The first term in \(l_{unit}\) is a least-squares pre-trend match: across pre-treatment periods, push the weighted donor outcome (plus a free intercept \(w_0\)) toward the treated average. The intercept is what frees SDID from SC’s level-matching constraint. The second term is the ridge-style penalty \(\zeta^2 T_{pre} \|w\|_2^2\), which pushes the weights away from corner solutions and toward a more diffuse set of donors. The simplex restriction in \(\Omega\) keeps the weights non-negative and summing to one, preserving the convex-combination interpretation of SC.

Compute time weights \(\hat{\lambda}^{sdid}\)

\[ (\hat{\lambda}_0 , \hat{\lambda}^{sdid}) = \arg \min_{\lambda_0 \in R, \lambda \in \Lambda} l_{time}(\lambda_0, \lambda) \]

where

\(l_{time} (\lambda_0, \lambda) = \sum_{i = 1}^{N_c}(\lambda_0 + \sum_{t = 1}^{T_{pre}} \lambda_t Y_{it} - \frac{1}{T_{post}} \sum_{t = T_{pre} + 1}^T Y_{it})^2\)
\(\Lambda = \{ \lambda \in R_+^T: \sum_{t = 1}^{T_{pre}} \lambda_t = 1, \lambda_t = T_{post}^{-1} \forall t = T_{pre} + 1, \dots, T\}\)

The structure mirrors the unit-weight problem, but with the roles of units and time swapped: each donor’s weighted pre-period outcome is pushed toward that donor’s post-period average, again with a free intercept \(\lambda_0\) to absorb level differences. There is no penalty term, which is the asymmetry mentioned earlier; cross-sectional correlation across donors within a period gives the time problem enough structure that regularization is not needed to obtain a stable solution.

Compute the SDID estimator

\[ (\hat{\tau}^{sdid}, \hat{\mu}, \hat{\alpha}, \hat{\beta}) = \arg \min_{\tau, \mu, \alpha, \beta}\{ \sum_{i = 1}^N \sum_{t = 1}^T (Y_{it} - \mu - \alpha_i - \beta_t - W_{it} \tau)^2 \hat{w}_i^{sdid}\hat{\lambda}_t^{sdid} \]

With both sets of weights in hand, the final stage is just a weighted two-way fixed effects regression.

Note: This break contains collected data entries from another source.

//! # Inspector Configuration
//!
//! Optional TOML file passed with `--config`. Every field has a default, so an
//! empty file (or no file) behaves like the built-in settings.
//!
//! ```toml
//! max_entries = 100
//!
//! [deserialization]
//! timestamp_shape = "offset_aware"
//! ```

use std::path::Path;

use anyhow::{Context, Result};
use audalf::DeserializationSettings;
use serde::{Deserialize, Serialize};

#[derive(Debug, Clone, PartialEq, Serialize, Deserialize)]
#[serde(default)]
pub struct InspectorConfig {
    /// Passed to the decoder when listing entries
    pub deserialization: DeserializationSettings,

    /// Entry listing stops after this many entries
    pub max_entries: usize,
}

impl Default for InspectorConfig {
    fn default() -> Self {
        Self {
            deserialization: DeserializationSettings::default(),
            max_entries: 1000,
        }
    }
}

impl InspectorConfig {
    pub fn load(path: &Path) -> Result<Self> {
        let text = std::fs::read_to_string(path)
            .with_context(|| format!("reading config file {}", path.display()))?;
        toml::from_str(&text).with_context(|| format!("parsing config file {}", path.display()))
    }
}
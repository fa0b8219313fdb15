//! # AUDALF - Self-Describing Binary Documents
//!
//! ## Purpose
//!
//! Encoder and decoder for AUDALF, a binary container for ordered sequences and
//! single-key-typed maps. A document carries its own type information: a fixed
//! header, an offset table giving O(1) access to every entry, and an 8-byte type
//! tag in front of every value.
//!
//! ## Document Layout
//!
//! ```text
//! ┌────────────────────────── header (32) ──────────────────────────┐
//! │ "AUDA" │ version u32 │ total size u64 │ entries u64 │ key tag u64 │
//! ├───────────────────── offset table (8 × N) ──────────────────────┤
//! │ absolute u64 offset of entry 0 │ ... │ entry N-1                 │
//! ├──────────────────────────── entries ────────────────────────────┤
//! │ key (index u64 or bare key payload) │ value tag │ value payload │
//! └─────────────────────────────────────────────────────────────────┘
//! ```
//!
//! All integers are little-endian; every offset and payload start is 8-aligned.
//!
//! ## What This Crate Contains
//!
//! - [`TypeTag`] registry and [`TagFields`] decomposition of raw tags
//! - [`Value`] model with typed conversions ([`IntoSlot`], [`FromValue`])
//! - [`DocumentBuilder`] and the `encode_*` functions
//! - [`DocumentReader`] and the `decode_*` functions
//! - Header introspection that never touches entry payloads
//! - [`SerializationSettings`] / [`DeserializationSettings`]
//!
//! ## What This Crate Does NOT Contain
//!
//! - File or stream I/O; every operation works on an in-memory buffer
//! - Nested records or schemas; values are flat scalars and arrays
//! - Compression
//!
//! ## Example
//!
//! ```
//! use audalf::{decode_map, encode_map, SerializationSettings, ValueKind, ValueTypes};
//! use std::collections::HashMap;
//!
//! let mut types = ValueTypes::new();
//! types.insert("second".to_string(), ValueKind::String);
//!
//! let entries = vec![
//!     ("1".to_string(), Some("is one".to_string())),
//!     ("second".to_string(), None),
//! ];
//! let bytes = encode_map(ValueKind::String, entries, &types, &SerializationSettings::default())?;
//!
//! let decoded: HashMap<String, Option<String>> = decode_map(&bytes)?;
//! assert_eq!(decoded["1"].as_deref(), Some("is one"));
//! assert_eq!(decoded["second"], None);
//! # Ok::<(), audalf::AudalfError>(())
//! ```

pub mod builder;
pub mod codec;
pub mod error;
pub mod header;
pub mod parser;
pub mod protocol_constants;
pub mod settings;
pub mod tag;
pub mod value;

pub use builder::{encode_map, encode_sequence, encode_sequence_with_null_kind, DocumentBuilder};
pub use codec::{layout_of, PayloadLayout};
pub use error::{AudalfError, AudalfResult};
pub use half::f16;
pub use header::{
    entry_count, entry_offsets, format_version, is_audalf, is_map, key_type_tag, total_byte_size,
    AudalfHeader,
};
pub use parser::{
    decode_element_at, decode_element_at_with, decode_map, decode_map_with, decode_sequence,
    decode_sequence_with, decode_value_for_key, decode_value_for_key_with, DocumentReader, Entry,
};
pub use protocol_constants::{FILE_EXTENSION, FORMAT_VERSION, HEADER_SIZE, SPECIAL_TAG};
pub use settings::{
    DeserializationSettings, SerializationSettings, TimestampFormat, TimestampShape, ValueTypes,
};
pub use tag::{TagCategory, TagFields, TypeTag, ValueKind};
pub use value::{FromValue, IntoSlot, Slot, Value};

The treatment indicator \(W_{it}\) enters linearly, and its coefficient \(\hat{\tau}^{sdid}\) is the average treatment effect on the treated. Because the weights are plugged in rather than re-optimized jointly with \(\tau\), inference does not need to account for their estimation in the leading-order asymptotics, which is why the closed-form variance and bootstrap procedures below are valid. Interpretation is then exactly what one expects from a DiD coefficient: the estimated change in the treated outcome attributable to treatment, holding the (now reweighted) comparison group as the counterfactual.

SE Estimation

Inference for SDID looks superficially familiar (asymptotic normality, plug-in confidence intervals) but the variance estimator is not the OLS sandwich. The reason is the same one that complicates inference for SC and other counterfactual estimators: the estimator depends on data-dependent weights, the panel is small in at least one dimension, and the residual structure has nontrivial cross-sectional correlation. The asymptotic theory in Arkhangelsky et al. (2021) gives a clean limit distribution, but estimating the variance in finite samples requires resampling.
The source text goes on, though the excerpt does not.